苍翠漂亮的山林被微金的阳光满照,不知名的鸟儿隐在其中,尽情施展它那引以为傲的歌喉,清脆悦耳动听极了,像能工巧匠做出的巧妙银铃。

马车缓缓压过小道,半点也不带着急的。

素颅斜倚在马车壁上,昏昏欲睡。由他驾驶的马车前,黑马眼睛骨碌碌一转。

这马往后瞟了一眼,确定的确没有风险时,就肆无忌惮将那蹄子放下来,不疾不徐的进着,甚至还有把嘴巴伸到路旁野草上咬一口的雅兴。

车轮转了两转,停的干脆。

马车里正低声交谈的两人同时止住了话头,李熠侧耳倾听一会儿,只有素颅雷鸣一般的鼾声和拉车马兴奋嚼草的“咔嚓”声。

他掀帘一望,又回头看向慕偕,摇了摇头:

“没有异常。”

“那继续说,若是内忧外患并发,再遇上边境倒戈相向……阿熠,你怎么看?”

“我没什么看法,”李熠把头往后靠着,舒舒服服给他自己倒好一盏茶,神色里掺了些不易察觉的疯劲,“要么把他们都杀死,要么亡国……”

说完,李熠蓦然顿住,他垂下眸子尝了口茶,没再说话。

“都杀死……这不是和慕偕一样了吗?”

………………

素颅醒来,便在那大黑马头上拍了一掌,厉声喝道:“还不停下!拉车!”

马儿忙抬头,不敢出一点声,只迈开四蹄埋下头去认真拉车。

山路十八弯,这马硬是把车拉的平平稳稳,素颅笑眼瞧着它,夸奖:“真是聪明,一点就通,比蓝好多了……”

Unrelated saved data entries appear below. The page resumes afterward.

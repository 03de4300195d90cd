//! Failure translation for the request pipeline.
//!
//! Every stage returns a [`GatewayError`]; the single [`IntoResponse`] impl below is the
//! only place the wire format is produced. Client-facing messages stay generic wherever
//! detail would reveal which tenants exist. The full cause is always logged.

use std::any::Any;
use std::borrow::Cow;

use axum::{
    Json,
    extract::Request,
    http::{HeaderMap, HeaderValue, StatusCode, header},
    middleware::Next,
    response::{IntoResponse, Response},
};
use carebridge_security::NoActiveContext;
use clinic_context_sdk::{
    ContextStoreError, EntitlementError, TenantRegistryError, TokenIntrospectionError,
};
use serde::{Deserialize, Serialize};

pub const TENANT_MISSING: &str = "Required Tenant Id Parameter Missing.";
pub const DATABASE_UUID_MISSING: &str = "Required Database UUID Parameter Missing.";
pub const DATABASE_UUID_INVALID: &str = "Invalid database uuid parameter.";
pub const DATABASE_UUID_MISMATCH: &str = "database uuid does not match.";
pub const AUTHENTICATION_REQUIRED: &str =
    "Full authentication is required to access this resource.";
pub const INVALID_TOKEN: &str = "Invalid access token.";
pub const SERVICE_NOT_ENABLED: &str = "Rest API Service is not enabled for this client.";
pub const CLIENT_MISCONFIGURED: &str = "Client configuration error. Please contact support.";
pub const STORE_UNAVAILABLE: &str =
    "A temporary error occurred while reaching the data store. Please try again later.";
pub const UNEXPECTED: &str = "An unexpected error occurred. Please check your request parameters.";

/// Upper bound on a non-JSON error body read back by the normalization middleware.
const MAX_NORMALIZED_BODY_BYTES: usize = 8 * 1024;

/// Wire body of every failure response.
#[derive(Debug, Clone, PartialEq, Eq, Serialize, Deserialize)]
pub struct ErrorBody {
    pub message: String,
}

/// A request pipeline failure.
///
/// A stage rejection keeps its own status and message. Connectivity failures and tenant
/// misconfiguration get fixed messages. Everything else collapses into a generic 500.
#[derive(Debug, thiserror::Error)]
pub enum GatewayError {
    /// A stage refused the request with a status and message meant for the caller.
    #[error("{status}: {message}")]
    Rejected {
        status: StatusCode,
        message: Cow<'static, str>,
    },

    /// A backing store could not be reached.
    #[error("data store unavailable: {0}")]
    StoreUnavailable(String),

    /// No data store is configured for the tenant, or its registry is empty.
    #[error("tenant misconfigured: {0}")]
    TenantMisconfigured(String),

    /// Context accessed outside of a request scope.
    #[error(transparent)]
    NoActiveContext(#[from] NoActiveContext),

    #[error("internal error: {0}")]
    Internal(String),

    #[error(transparent)]
    Unexpected(#[from] anyhow::Error),
}

impl GatewayError {
    #[must_use]
    pub fn rejected(status: StatusCode, message: impl Into<Cow<'static, str>>) -> Self {
        Self::Rejected {
            status,
            message: message.into(),
        }
    }

    #[must_use]
    pub fn bad_request(message: impl Into<Cow<'static, str>>) -> Self {
        Self::rejected(StatusCode::BAD_REQUEST, message)
    }

    #[must_use]
    pub fn unauthorized(message: impl Into<Cow<'static, str>>) -> Self {
        Self::rejected(StatusCode::UNAUTHORIZED, message)
    }

    #[must_use]
    pub fn forbidden(message: impl Into<Cow<'static, str>>) -> Self {
        Self::rejected(StatusCode::FORBIDDEN, message)
    }

    /// Status and client-facing message.
    #[must_use]
    pub fn classify(&self) -> (StatusCode, Cow<'static, str>) {
        match self {
            Self::Rejected { status, message } => (*status, message.clone()),
            Self::StoreUnavailable(_) => {
                (StatusCode::INTERNAL_SERVER_ERROR, Cow::Borrowed(STORE_UNAVAILABLE))
            }
            Self::TenantMisconfigured(_) => {
                (StatusCode::UNAUTHORIZED, Cow::Borrowed(CLIENT_MISCONFIGURED))
            }
            Self::NoActiveContext(_) | Self::Internal(_) | Self::Unexpected(_) => {
                (StatusCode::INTERNAL_SERVER_ERROR, Cow::Borrowed(UNEXPECTED))
            }
        }
    }

    /// Log the original failure. Cognitive complexity is inflated by tracing macro expansion.
    #[allow(clippy::cognitive_complexity)]
    fn log(&self, status: StatusCode) {
        let status = status.as_u16();
        match self {
            Self::Rejected { message, .. } => {
                tracing::info!(status, reason = %message, "Request rejected");
            }
            Self::TenantMisconfigured(cause) => {
                tracing::warn!(status, %cause, "Tenant misconfigured");
            }
            Self::StoreUnavailable(cause) => {
                tracing::error!(status, %cause, "Data store unavailable");
            }
            Self::NoActiveContext(err) => {
                tracing::error!(status, error = %err, "Security context invariant violated");
            }
            Self::Internal(cause) => tracing::error!(status, %cause, "Internal error"),
            Self::Unexpected(err) => tracing::error!(status, error = ?err, "Unexpected error"),
        }
    }
}

impl IntoResponse for GatewayError {
    fn into_response(self) -> Response {
        let (status, message) = self.classify();
        self.log(status);
        json_error(status, message.into_owned())
    }
}

fn json_error(status: StatusCode, message: String) -> Response {
    (status, Json(ErrorBody { message })).into_response()
}

impl From<TokenIntrospectionError> for GatewayError {
    fn from(err: TokenIntrospectionError) -> Self {
        match err {
            TokenIntrospectionError::Unauthorized(reason) => {
                tracing::debug!(%reason, "Token introspection rejected the credential");
                Self::unauthorized(INVALID_TOKEN)
            }
            TokenIntrospectionError::Unavailable(msg) => Self::StoreUnavailable(msg),
            TokenIntrospectionError::Internal(msg) => Self::Internal(msg),
        }
    }
}

impl From<TenantRegistryError> for GatewayError {
    fn from(err: TenantRegistryError) -> Self {
        match err {
            TenantRegistryError::TenantNotFound { tenant } => {
                Self::TenantMisconfigured(format!("no registry for tenant '{tenant}'"))
            }
            TenantRegistryError::Unavailable(msg) => Self::StoreUnavailable(msg),
            TenantRegistryError::Internal(msg) => Self::Internal(msg),
        }
    }
}

impl From<ContextStoreError> for GatewayError {
    fn from(err: ContextStoreError) -> Self {
        match err {
            e @ (ContextStoreError::TenantNotFound { .. }
            | ContextStoreError::PrincipalNotFound { .. }) => {
                Self::TenantMisconfigured(e.to_string())
            }
            ContextStoreError::Unavailable(msg) => Self::StoreUnavailable(msg),
            ContextStoreError::Internal(msg) => Self::Internal(msg),
        }
    }
}

/// Entitlement lookups never surface as client errors: a missing tenant here is a server
/// fault, since earlier stages already accepted it.
impl From<EntitlementError> for GatewayError {
    fn from(err: EntitlementError) -> Self {
        match err {
            EntitlementError::Unavailable(msg) => Self::StoreUnavailable(msg),
            e @ (EntitlementError::TenantNotFound { .. } | EntitlementError::Internal(_)) => {
                Self::Internal(format!("entitlement check failed: {e}"))
            }
        }
    }
}

/// Rewrite any non-JSON error response produced further in into `{"message": ...}`.
///
/// Axum extractor rejections and the body limit layer answer with plain text; client
/// errors keep their text as the message, server errors get the generic message.
pub async fn error_normalization_middleware(req: Request, next: Next) -> Response {
    let response = next.run(req).await;
    let status = response.status();
    if !(status.is_client_error() || status.is_server_error()) || is_json(response.headers()) {
        return response;
    }

    let (parts, body) = response.into_parts();
    let message = if status.is_server_error() {
        UNEXPECTED.to_owned()
    } else {
        match axum::body::to_bytes(body, MAX_NORMALIZED_BODY_BYTES).await {
            Ok(bytes) if !bytes.is_empty() => String::from_utf8_lossy(&bytes).trim().to_owned(),
            _ => status
                .canonical_reason()
                .unwrap_or("Request failed")
                .to_owned(),
        }
    };
    tracing::debug!(status = status.as_u16(), %message, "Normalized non-JSON error response");

    let mut normalized = json_error(status, message);
    for (name, value) in &parts.headers {
        if name != header::CONTENT_TYPE && name != header::CONTENT_LENGTH {
            normalized.headers_mut().insert(name.clone(), value.clone());
        }
    }
    normalized
}

fn is_json(headers: &HeaderMap) -> bool {
    headers
        .get(header::CONTENT_TYPE)
        .and_then(|v| v.to_str().ok())
        .is_some_and(|ct| ct.starts_with("application/json"))
}

/// Panic handler for `CatchPanicLayer`: a generic 500 body, the payload only in the log.
#[must_use]
#[allow(clippy::needless_pass_by_value)] // signature fixed by `ResponseForPanic`
pub fn panic_response(err: Box<dyn Any + Send + 'static>) -> Response {
    let detail = err
        .downcast_ref::<String>()
        .map(String::as_str)
        .or_else(|| err.downcast_ref::<&str>().copied())
        .unwrap_or("non-string panic payload");
    tracing::error!(panic = %detail, "Request handler panicked");

    let mut res = json_error(StatusCode::INTERNAL_SERVER_ERROR, UNEXPECTED.to_owned());
    res.headers_mut().insert(
        header::CACHE_CONTROL,
        HeaderValue::from_static("no-store"),
    );
    res
}

#[cfg(test)]
#[cfg_attr(coverage_nightly, coverage(off))]
mod tests {
    use super::*;
    use carebridge_security::TenantId;

    #[test]
    fn rejection_keeps_status_and_message() {
        let (status, message) = GatewayError::bad_request(TENANT_MISSING).classify();
        assert_eq!(status, StatusCode::BAD_REQUEST);
        assert_eq!(message, TENANT_MISSING);
    }

    #[test]
    fn registry_tenant_not_found_is_generic_unauthorized() {
        let err: GatewayError = TenantRegistryError::TenantNotFound {
            tenant: TenantId::new("clinicZ"),
        }
        .into();

        let (status, message) = err.classify();
        assert_eq!(status, StatusCode::UNAUTHORIZED);
        assert_eq!(message, CLIENT_MISCONFIGURED);
        assert!(!message.contains("clinicZ"));
    }

    #[test]
    fn connectivity_failures_map_to_retry_message() {
        let errors: Vec<GatewayError> = vec![
            TenantRegistryError::Unavailable("refused".to_owned()).into(),
            ContextStoreError::Unavailable("timeout".to_owned()).into(),
            TokenIntrospectionError::Unavailable("dns".to_owned()).into(),
            EntitlementError::Unavailable("reset".to_owned()).into(),
        ];

        for err in errors {
            assert_eq!(
                err.classify(),
                (StatusCode::INTERNAL_SERVER_ERROR, Cow::Borrowed(STORE_UNAVAILABLE))
            );
        }
    }

    #[test]
    fn entitlement_tenant_not_found_is_server_error() {
        let err: GatewayError = EntitlementError::TenantNotFound {
            tenant: TenantId::new("clinicA"),
        }
        .into();

        assert_eq!(err.classify().0, StatusCode::INTERNAL_SERVER_ERROR);
    }

    #[test]
    fn unknown_token_is_invalid_access_token() {
        let err: GatewayError = TokenIntrospectionError::Unauthorized("expired".to_owned()).into();

        assert_eq!(
            err.classify(),
            (StatusCode::UNAUTHORIZED, Cow::Borrowed(INVALID_TOKEN))
        );
    }

    #[test]
    fn unclassified_failures_are_generic() {
        let err = GatewayError::from(anyhow::anyhow!("boom"));
        assert_eq!(
            err.classify(),
            (StatusCode::INTERNAL_SERVER_ERROR, Cow::Borrowed(UNEXPECTED))
        );

        let err = GatewayError::from(NoActiveContext);
        assert_eq!(err.classify().0, StatusCode::INTERNAL_SERVER_ERROR);
    }

    #[tokio::test]
    async fn into_response_writes_json_body() {
        let res = GatewayError::forbidden(SERVICE_NOT_ENABLED).into_response();

        assert_eq!(res.status(), StatusCode::FORBIDDEN);
        assert!(is_json(res.headers()));
        let bytes = axum::body::to_bytes(res.into_body(), usize::MAX).await.unwrap();
        let body: ErrorBody = serde_json::from_slice(&bytes).unwrap();
        assert_eq!(body.message, SERVICE_NOT_ENABLED);
    }

    #[test]
    fn panic_response_hides_payload() {
        let res = panic_response(Box::new("secret detail".to_owned()));
        assert_eq!(res.status(), StatusCode::INTERNAL_SERVER_ERROR);
        assert!(is_json(res.headers()));
    }
}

说罢,他环顾四周,寻找蓝的踪影。往日他这般说了之后那家伙总搞偷袭,这次恐怕也不例外。可不论他怎么找,都不见他。

好生奇怪。素颅想。

车走的下山路,渐渐远离了清静,重回了喧嚣。这是进郦州城了,快要到岭南宫。

岭南宫又称“九华府”,据说是前朝第一巧匠“婆罗生”设计建造的,历史悠久的很。

城里街头熙熙攘攘,摊贩叫卖声亦是不绝于耳,那小摊上,有卖菌子的,有卖公鸡的,还有的,正卖着自己的孩子。

头上插个草标,就等着有缘人。

卖儿鬻(yu,四声)女之事,古已有之,到了本朝,虽然屡禁,却依旧是不止。毕竟每个地方都有贫富之分,富人锦衣玉食,穷人饥寒交迫。

李熠不再继续看下去,他眯了眯眸,又一次觉得这世道如此不公。

“朱门酒肉臭,路有冻死骨。”

“阿熠,世间百态就是这样。”慕偕像是看透了他的想法,道。

李熠弯弯眸子,扯出一抹笑来:“慕偕,若你登位,须得做个好君王。你要知道,君为舟,民为水。‘水能载舟,亦能覆舟。’”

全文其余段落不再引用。